== EXERCISE MATERIAL

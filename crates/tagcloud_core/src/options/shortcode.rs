/*
SPDX-License-Identifier: MPL-2.0
SPDX-FileCopyrightText: © 2023-2026 Bruce D'Arcus
*/

//! Arguments for the embeddable tag cloud shortcode.
//!
//! The shortcode queries its own tags and uses a tighter set of defaults
//! than a bare generation call: sizes 8-22pt and at most 45 tags.

use super::{TagCloudArgs, TagCloudOptions};
#[cfg(feature = "schema")]
use schemars::JsonSchema;
use serde::{Deserialize, Serialize};

/// Which link a tag points at.
#[derive(Debug, Default, Clone, Copy, PartialEq, Eq, Hash, Serialize, Deserialize)]
#[cfg_attr(feature = "schema", derive(JsonSchema))]
#[serde(from = "String", rename_all = "lowercase")]
pub enum LinkMode {
    /// The public archive page for the tag.
    #[default]
    View,
    /// The tag's admin edit screen.
    Edit,
}

impl From<String> for LinkMode {
    fn from(value: String) -> Self {
        if value.trim().eq_ignore_ascii_case("edit") {
            LinkMode::Edit
        } else {
            LinkMode::View
        }
    }
}

/// Shortcode arguments: cloud options plus tag query parameters.
#[derive(Debug, Default, Clone, PartialEq, Serialize, Deserialize)]
#[cfg_attr(feature = "schema", derive(JsonSchema))]
#[serde(rename_all = "kebab-case")]
pub struct ShortcodeArgs {
    /// Tag ids to leave out.
    #[serde(default, skip_serializing_if = "Vec::is_empty")]
    pub exclude: Vec<u64>,
    /// Restrict the query to these tag ids.
    #[serde(default, skip_serializing_if = "Vec::is_empty")]
    pub include: Vec<u64>,
    #[serde(skip_serializing_if = "Option::is_none")]
    pub link: Option<LinkMode>,
    #[serde(skip_serializing_if = "Option::is_none")]
    pub taxonomy: Option<String>,
    /// Post type passed to edit links.
    #[serde(alias = "post_type", skip_serializing_if = "Option::is_none")]
    pub post_type: Option<String>,
    #[serde(skip_serializing_if = "Option::is_none")]
    pub echo: Option<bool>,
    #[serde(flatten)]
    pub cloud: TagCloudArgs,
}

impl ShortcodeArgs {
    pub const DEFAULT_TAXONOMY: &'static str = "post_tag";

    /// Defaults applied beneath the caller's cloud arguments.
    pub fn defaults() -> TagCloudOptions {
        TagCloudOptions {
            smallest: 8.0,
            largest: 22.0,
            number: 45,
            ..Default::default()
        }
    }

    /// Resolve the cloud options against the shortcode defaults.
    pub fn cloud_options(&self) -> TagCloudOptions {
        self.cloud.clone().resolve_with(Self::defaults())
    }

    pub fn taxonomy(&self) -> &str {
        self.taxonomy.as_deref().unwrap_or(Self::DEFAULT_TAXONOMY)
    }

    pub fn post_type(&self) -> &str {
        self.post_type.as_deref().unwrap_or("")
    }

    pub fn link_mode(&self) -> LinkMode {
        self.link.unwrap_or_default()
    }

    pub fn echo(&self) -> bool {
        self.echo.unwrap_or(true)
    }
}

#[cfg(test)]
mod tests {
    use super::*;
    use crate::options::CloudFormat;

    #[test]
    fn test_shortcode_defaults() {
        let args = ShortcodeArgs::default();
        let options = args.cloud_options();
        assert_eq!(options.smallest, 8.0);
        assert_eq!(options.largest, 22.0);
        assert_eq!(options.number, 45);
        assert_eq!(options.format, CloudFormat::Flat);
        assert_eq!(args.taxonomy(), "post_tag");
        assert_eq!(args.link_mode(), LinkMode::View);
        assert!(args.echo());
    }

    #[test]
    fn test_shortcode_snake_case_keys() {
        let yaml = "post_type: thread\nshow_count: true\nsingle_text: '%s reply'\n";
        let args: ShortcodeArgs = serde_yaml::from_str(yaml).unwrap();
        assert_eq!(args.post_type(), "thread");
        assert!(args.cloud.extra.is_empty());
        let options = args.cloud_options();
        assert!(options.show_count);
        assert_eq!(options.single_text.as_deref(), Some("%s reply"));
    }

    #[test]
    fn test_shortcode_yaml() {
        let yaml = r#"
taxonomy: topic
link: EDIT
exclude: [3, 4]
number: 10
format: array
"#;
        let args: ShortcodeArgs = serde_yaml::from_str(yaml).unwrap();
        assert_eq!(args.taxonomy(), "topic");
        assert_eq!(args.link_mode(), LinkMode::Edit);
        assert_eq!(args.exclude, vec![3, 4]);

        let options = args.cloud_options();
        assert_eq!(options.number, 10);
        assert_eq!(options.format, CloudFormat::Array);
        assert_eq!(options.largest, 22.0);
        assert!(options.extra.is_empty());
    }
}
/*
SPDX-License-Identifier: MPL-2.0
SPDX-FileCopyrightText: © 2023-2026 Bruce D'Arcus
*/

//! Interception points in the generation pipeline.
//!
//! Each point holds an ordered list of closures. They run synchronously, in
//! registration order, at a fixed place in the pipeline, and each receives
//! the value produced by the one before it.
//!
//! | Point              | Runs                                  |
//! |--------------------|---------------------------------------|
//! | `sort`             | before ordering; may replace it       |
//! | `tag_data`         | after per-tag records are built       |
//! | `output`           | after assembly, when `filter` is on   |
//! | `shortcode_output` | after the shortcode renders its cloud |

use crate::render::{CloudOutput, TagData};
use std::fmt;
use tagcloud_core::{ShortcodeArgs, Tag, TagCloudOptions};

/// Returns `Some` to replace the ordering outright.
pub type SortHook = Box<dyn Fn(&[Tag], &TagCloudOptions) -> Option<Vec<Tag>> + Send + Sync>;
pub type TagDataHook = Box<dyn Fn(Vec<TagData>) -> Vec<TagData> + Send + Sync>;
pub type OutputHook =
    Box<dyn Fn(CloudOutput, &[Tag], &TagCloudOptions) -> CloudOutput + Send + Sync>;
pub type ShortcodeHook = Box<dyn Fn(CloudOutput, &ShortcodeArgs) -> CloudOutput + Send + Sync>;

#[derive(Default)]
pub struct Hooks {
    sort: Vec<SortHook>,
    tag_data: Vec<TagDataHook>,
    output: Vec<OutputHook>,
    shortcode_output: Vec<ShortcodeHook>,
}

impl fmt::Debug for Hooks {
    fn fmt(&self, f: &mut fmt::Formatter<'_>) -> fmt::Result {
        f.debug_struct("Hooks")
            .field("sort", &self.sort.len())
            .field("tag_data", &self.tag_data.len())
            .field("output", &self.output.len())
            .field("shortcode_output", &self.shortcode_output.len())
            .finish()
    }
}

impl Hooks {
    pub fn new() -> Self {
        Self::default()
    }

    pub fn on_sort(
        mut self,
        f: impl Fn(&[Tag], &TagCloudOptions) -> Option<Vec<Tag>> + Send + Sync + 'static,
    ) -> Self {
        self.sort.push(Box::new(f));
        self
    }

    pub fn on_tag_data(
        mut self,
        f: impl Fn(Vec<TagData>) -> Vec<TagData> + Send + Sync + 'static,
    ) -> Self {
        self.tag_data.push(Box::new(f));
        self
    }

    pub fn on_output(
        mut self,
        f: impl Fn(CloudOutput, &[Tag], &TagCloudOptions) -> CloudOutput + Send + Sync + 'static,
    ) -> Self {
        self.output.push(Box::new(f));
        self
    }

    pub fn on_shortcode_output(
        mut self,
        f: impl Fn(CloudOutput, &ShortcodeArgs) -> CloudOutput + Send + Sync + 'static,
    ) -> Self {
        self.shortcode_output.push(Box::new(f));
        self
    }

    pub fn is_empty(&self) -> bool {
        self.sort.is_empty()
            && self.tag_data.is_empty()
            && self.output.is_empty()
            && self.shortcode_output.is_empty()
    }

    /// Run the sort hooks. `Some` means at least one hook replaced the order.
    pub fn sort_override(&self, tags: &[Tag], options: &TagCloudOptions) -> Option<Vec<Tag>> {
        let mut replaced: Option<Vec<Tag>> = None;
        for hook in &self.sort {
            let current = replaced.as_deref().unwrap_or(tags);
            if let Some(next) = hook(current, options) {
                replaced = Some(next);
            }
        }
        replaced
    }

    pub fn apply_tag_data(&self, data: Vec<TagData>) -> Vec<TagData> {
        self.tag_data.iter().fold(data, |acc, hook| hook(acc))
    }

    pub fn apply_output(
        &self,
        output: CloudOutput,
        tags: &[Tag],
        options: &TagCloudOptions,
    ) -> CloudOutput {
        self.output
            .iter()
            .fold(output, |acc, hook| hook(acc, tags, options))
    }

    pub fn apply_shortcode_output(&self, output: CloudOutput, args: &ShortcodeArgs) -> CloudOutput {
        self.shortcode_output
            .iter()
            .fold(output, |acc, hook| hook(acc, args))
    }
}

#[cfg(test)]
mod tests {
    use super::*;

    #[test]
    fn test_no_sort_hooks_means_no_override() {
        let hooks = Hooks::new();
        let tags = vec![Tag::new(1, "a", 1)];
        assert!(hooks.is_empty());
        assert_eq!(hooks.sort_override(&tags, &TagCloudOptions::default()), None);
    }

    #[test]
    fn test_sort_hooks_chain() {
        let hooks = Hooks::new()
            .on_sort(|tags, _| {
                let mut tags = tags.to_vec();
                tags.reverse();
                Some(tags)
            })
            .on_sort(|_, _| None)
            .on_sort(|tags, _| Some(tags[..1].to_vec()));
        let tags = vec![Tag::new(1, "a", 1), Tag::new(2, "b", 1)];
        let replaced = hooks
            .sort_override(&tags, &TagCloudOptions::default())
            .unwrap();
        assert_eq!(replaced.len(), 1);
        assert_eq!(replaced[0].name, "b");
    }

    #[test]
    fn test_output_hooks_fold_in_order() {
        let hooks = Hooks::new()
            .on_output(|out, _, _| CloudOutput::Text(format!("{}1", out)))
            .on_output(|out, _, _| CloudOutput::Text(format!("{}2", out)));
        let out = hooks.apply_output(
            CloudOutput::Text("x".into()),
            &[],
            &TagCloudOptions::default(),
        );
        assert_eq!(out, CloudOutput::Text("x12".into()));
    }
}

====

WORK REQUEST:
Look for the word "replaced" in the data, then return every line that contains it.

ANSWER TO THE PROBLEM:
    /// Run the sort hooks. `Some` means at least one hook replaced the order.
        let mut replaced: Option<Vec<Tag>> = None;
            let current = replaced.as_deref().unwrap_or(tags);
                replaced = Some(next);
        replaced
        let replaced = hooks
        assert_eq!(replaced.len(), 1);
        assert_eq!(replaced[0].name, "b");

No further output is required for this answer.